The first scheduled release, a short film co-directed by Ernst and Golykh entitled Three Stops, is currently in post-production. However, even their short films have not yet been released, so as far as audiences are concerned, neither has as yet released a film as director. In fact, Finding Jack, will be the feature directorial debut for both Ernst and Golykh.
Notably, their director credits are scant (although Ernst was a producer of Little One, the South African official submission to the Best Foreign Language Film category of the 85th Academic Awards, 2013). Today, some 64 years later, the reanimation of James Dean has been promised by directors Anton Ernst 1 and Tati Golykh 2 in their announcement of Finding Jack, to be released through their production company, Magic City Films. How then is he cast in a new film? The fascination for me is less about whether this film should or even can be made, and more to do with the insight this whole episode provides into wider social and legal perspectives on the performer and the art of performance. But of course, James Dean died in a car accident on 30 September 1955, almost a decade before US troops entered Vietnam.
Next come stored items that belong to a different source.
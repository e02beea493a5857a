//! Error types for rf-qa-runner

use crate::state::{RunEvent, RunState};
use crate::storage::StorageError;
use thiserror::Error;

/// Result type alias
pub type Result<T> = std::result::Result<T, Error>;

/// Errors surfaced to the caller of a test run
///
/// File-local problems (bad Touchstone data, unreadable inputs) never show
/// up here; they are recorded as per-file outcomes.
#[derive(Debug, Error)]
pub enum Error {
    /// Mutation attempted on a terminal run
    #[error("Run is {state} and immutable; rejected event {event}")]
    ImmutableState {
        /// Terminal state of the run
        state: RunState,
        /// Rejected event
        event: RunEvent,
    },

    /// Event not valid in the current non-terminal state
    #[error("Invalid transition: {event} while {state}")]
    InvalidTransition {
        /// Current state
        state: RunState,
        /// Rejected event
        event: RunEvent,
    },

    /// Storage collaborator failure, propagated unmodified
    #[error("Storage error: {0}")]
    Storage(#[from] StorageError),

    /// Core library error (requirement validation, hashing)
    #[error("Core error: {0}")]
    Core(#[from] rf_qa_core::Error),

    /// Invalid runner configuration
    #[error("Config error: {0}")]
    Config(String),

    /// IO error
    #[error("IO error: {0}")]
    IoError(#[from] std::io::Error),

    /// YAML error
    #[error("YAML error: {0}")]
    YamlError(#[from] serde_yaml::Error),
}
In late 2019, cinephiles reacted to the news that James Dean would be starring in a new film, an adaptation of Gareth Crocker's 2013 novel, Finding Jack, the story of hundreds of canine units left behind at the end of the Vietnam War. East of Eden (1955), directed by Elia Kazan, starring James Dean (Cal Trask) and Richard Davalos (Aron Trask) Subsequent terror drove them from my mind, but I think the last one, which I repeated, was: ‘Where have you been?’ HP Lovecraft, ‘Herbert West – Reanimator’Ĭal Trask: Hey Aron, why don't you ask me where I've been?Ĭal Trask: No. In a moment of fantastic whim I whispered questions to the reddening ears questions of other worlds of which the memory might still be present.
Encyclopedia of Private International Law.Encyclopedia of Tourism Management and Marketing.